:: What to do ::
Where a line of the material includes the string "Some", copy that line.
=== Begin Enclosure ===
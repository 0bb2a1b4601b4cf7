//! `build-dictionary`: extract the search corpus from reference PDFs.

use std::path::Path;

use super::pdf::{PageAnalysis, PdfDocument};
use super::render::PageRasterizer;
use super::{list_pdfs, safe_name, source_name, write_image, ImportError};
use crate::content::write_dictionary;
use crate::domain::{DictionaryFile, DictionaryPage};
use crate::paths::{DataPaths, DICTIONARY_IMAGES_URL};

/// Build `dictionary.json` from every PDF in `dir`.
///
/// Files that fail to parse are logged and skipped.
pub fn build_dictionary(dir: &Path, paths: &DataPaths) -> Result<Vec<DictionaryFile>, ImportError> {
    if !dir.is_dir() {
        return Err(ImportError::NoInput(dir.display().to_string()));
    }

    let files = list_pdfs(dir)?;
    tracing::info!("Scanning {}: {} PDF files", dir.display(), files.len());

    let images_dir = paths.dictionary_images_dir();
    let mut dictionary = Vec::new();

    for file in &files {
        let file_name = file.file_name().and_then(|n| n.to_str()).unwrap_or_default();
        tracing::info!("Processing: {}", file_name);

        let result = std::fs::read(file)
            .map_err(ImportError::from)
            .and_then(|bytes| PdfDocument::from_bytes(&bytes).map_err(ImportError::from))
            .and_then(|pdf| {
                let mut rasterizer = PageRasterizer::for_path(file);
                dictionary_file(&pdf, &mut rasterizer, &source_name(file_name), &images_dir)
            });

        match result {
            Ok(entry) => dictionary.push(entry),
            Err(e) => tracing::warn!("Failed to process {}: {}", file_name, e),
        }
    }

    write_dictionary(&paths.dictionary_json(), &dictionary)?;
    tracing::info!(
        "Extracted data from {} files to {}",
        dictionary.len(),
        paths.dictionary_json().display()
    );
    Ok(dictionary)
}

/// Dictionary entry for one document, writing page images into `images_dir`
pub fn dictionary_file(
    pdf: &PdfDocument,
    rasterizer: &mut PageRasterizer<'_>,
    source: &str,
    images_dir: &Path,
) -> Result<DictionaryFile, ImportError> {
    let safe_base = safe_name(source);
    let mut pages = Vec::new();

    for (index, page) in pdf.pages()?.iter().enumerate() {
        let stem = format!("{}_p{}", safe_base, index);
        let image_path = save_page_image(pdf, rasterizer, page, &stem, images_dir)?;
        let content = page.lines();
        let title = content
            .first()
            .cloned()
            .unwrap_or_else(|| format!("Page {}", page.number));

        pages.push(DictionaryPage {
            page: page.number,
            title,
            content,
            image_path,
            raw_text: page.raw_text(),
        });
    }

    Ok(DictionaryFile {
        source: source.to_string(),
        pages,
    })
}

/// Largest embedded image, or the rendered page when there is none
fn save_page_image(
    pdf: &PdfDocument,
    rasterizer: &mut PageRasterizer<'_>,
    page: &PageAnalysis,
    stem: &str,
    images_dir: &Path,
) -> Result<String, ImportError> {
    let extracted = match page.largest_image() {
        Some(image) => pdf.extract_image(image),
        None => rasterizer.render(page.number),
    };
    match extracted {
        Ok(extracted) => {
            let file_name = write_image(images_dir, stem, &extracted)?;
            Ok(format!("{}/{}", DICTIONARY_IMAGES_URL, file_name))
        }
        Err(e) => {
            tracing::warn!("Page {} image skipped: {}", page.number, e);
            Ok(String::new())
        }
    }
}

#[cfg(test)]
mod tests {
    use super::*;
    use crate::content::load_dictionary;
    use crate::testing::pdf::{build, TestPage};
    use tempfile::TempDir;

    #[test]
    fn test_dictionary_pages() {
        let temp = TempDir::new().unwrap();
        let bytes = build(&[
            TestPage::default()
                .text(14.0, "Basil")
                .text(10.0, "Annual herb")
                .image(2, 2, 30, 300.0, 300.0),
            TestPage::default(),
        ]);
        let pdf = PdfDocument::from_bytes(&bytes).unwrap();
        let mut rasterizer = PageRasterizer::for_bytes(&bytes);

        let file = dictionary_file(&pdf, &mut rasterizer, "Herb Guide", temp.path()).unwrap();
        assert_eq!(file.source, "Herb Guide");
        assert_eq!(file.pages.len(), 2);

        let first = &file.pages[0];
        assert_eq!(first.page, 1);
        assert_eq!(first.title, "Basil");
        assert_eq!(first.content, vec!["Basil", "Annual herb"]);
        assert_eq!(first.image_path, "./dictionary_images/Herb_Guide_p0.png");
        assert!(temp.path().join("Herb_Guide_p0.png").exists());

        let blank = &file.pages[1];
        assert_eq!(blank.title, "Page 2");
        assert!(blank.content.is_empty());
        assert_eq!(blank.image_path, "./dictionary_images/Herb_Guide_p1.png");
    }

    #[test]
    fn test_text_only_page_is_rendered() {
        let input = TempDir::new().unwrap();
        let data = TempDir::new().unwrap();
        let bytes = build(&[TestPage::default().text(14.0, "Sage").text(10.0, "Evergreen shrub")]);
        std::fs::write(input.path().join("Herbs.pdf"), bytes).unwrap();

        let paths = DataPaths::new(data.path());
        let files = build_dictionary(input.path(), &paths).unwrap();

        let page = &files[0].pages[0];
        assert_eq!(page.image_path, "./dictionary_images/Herbs_p0.png");
        let written = std::fs::read(paths.dictionary_images_dir().join("Herbs_p0.png")).unwrap();
        assert!(written.starts_with(b"\x89PNG"));
    }

    #[test]
    fn test_build_dictionary_skips_broken_files() {
        let input = TempDir::new().unwrap();
        let data = TempDir::new().unwrap();
        std::fs::write(input.path().join("good.pdf"), build(&[TestPage::default().text(12.0, "Sage")])).unwrap();
        std::fs::write(input.path().join("bad.pdf"), b"not a pdf").unwrap();

        let paths = DataPaths::new(data.path());
        let files = build_dictionary(input.path(), &paths).unwrap();

        assert_eq!(files.len(), 1);
        assert_eq!(files[0].source, "good");
        assert_eq!(load_dictionary(&paths.dictionary_json()).unwrap(), files);
    }
}
pub mod custom_cards;
pub mod schema;
pub mod settings;
pub mod stats;

use rusqlite::{Connection, Result};
use std::path::Path;
use std::sync::{Arc, Mutex, MutexGuard, PoisonError};

// Re-export all public items from submodules
pub use custom_cards::*;
pub use schema::run_migrations;
pub use settings::*;
pub use stats::*;

pub type DbPool = Arc<Mutex<Connection>>;

/// Extension trait for logging errors before discarding them
pub trait LogOnError<T> {
    /// Log the error at warn level and return None
    fn log_warn(self, context: &str) -> Option<T>;
    /// Log the error at warn level and return the default
    fn log_warn_default(self, context: &str) -> T
    where
        T: Default;
}

impl<T, E: std::fmt::Display> LogOnError<T> for std::result::Result<T, E> {
    fn log_warn(self, context: &str) -> Option<T> {
        match self {
            Ok(v) => Some(v),
            Err(e) => {
                tracing::warn!("{}: {}", context, e);
                None
            }
        }
    }

    fn log_warn_default(self, context: &str) -> T
    where
        T: Default,
    {
        match self {
            Ok(v) => v,
            Err(e) => {
                tracing::warn!("{}: {}", context, e);
                T::default()
            }
        }
    }
}

/// Error returned when database lock cannot be acquired
#[derive(Debug)]
pub struct DbLockError;

impl std::fmt::Display for DbLockError {
  fn fmt(&self, f: &mut std::fmt::Formatter<'_>) -> std::fmt::Result {
    write!(f, "Database unavailable")
  }
}

impl std::error::Error for DbLockError {}

/// Try to acquire the database lock, returning an error if poisoned
pub fn try_lock(pool: &DbPool) -> std::result::Result<MutexGuard<'_, Connection>, DbLockError> {
  pool.lock().map_err(|_: PoisonError<_>| {
    tracing::error!("Database mutex poisoned - a thread panicked while holding the lock");
    DbLockError
  })
}

/// Open (creating if needed) and migrate the local database
pub fn init_db(path: &Path) -> Result<DbPool> {
  if let Some(parent) = path.parent() {
    std::fs::create_dir_all(parent).ok();
  }

  // Create backup before migrations if database exists
  if path.exists() {
    let backup_path = path.with_extension("db.backup");
    if let Err(e) = std::fs::copy(path, &backup_path) {
      tracing::warn!("Could not create database backup: {}", e);
    }
  }

  let conn = Connection::open(path)?;
  run_migrations(&conn)?;
  Ok(Arc::new(Mutex::new(conn)))
}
=== End Enclosure ===
:: Written solution ::
        Some(image) => pdf.extract_image(image),
            Ok(v) => Some(v),
  if let Some(parent) = path.parent() {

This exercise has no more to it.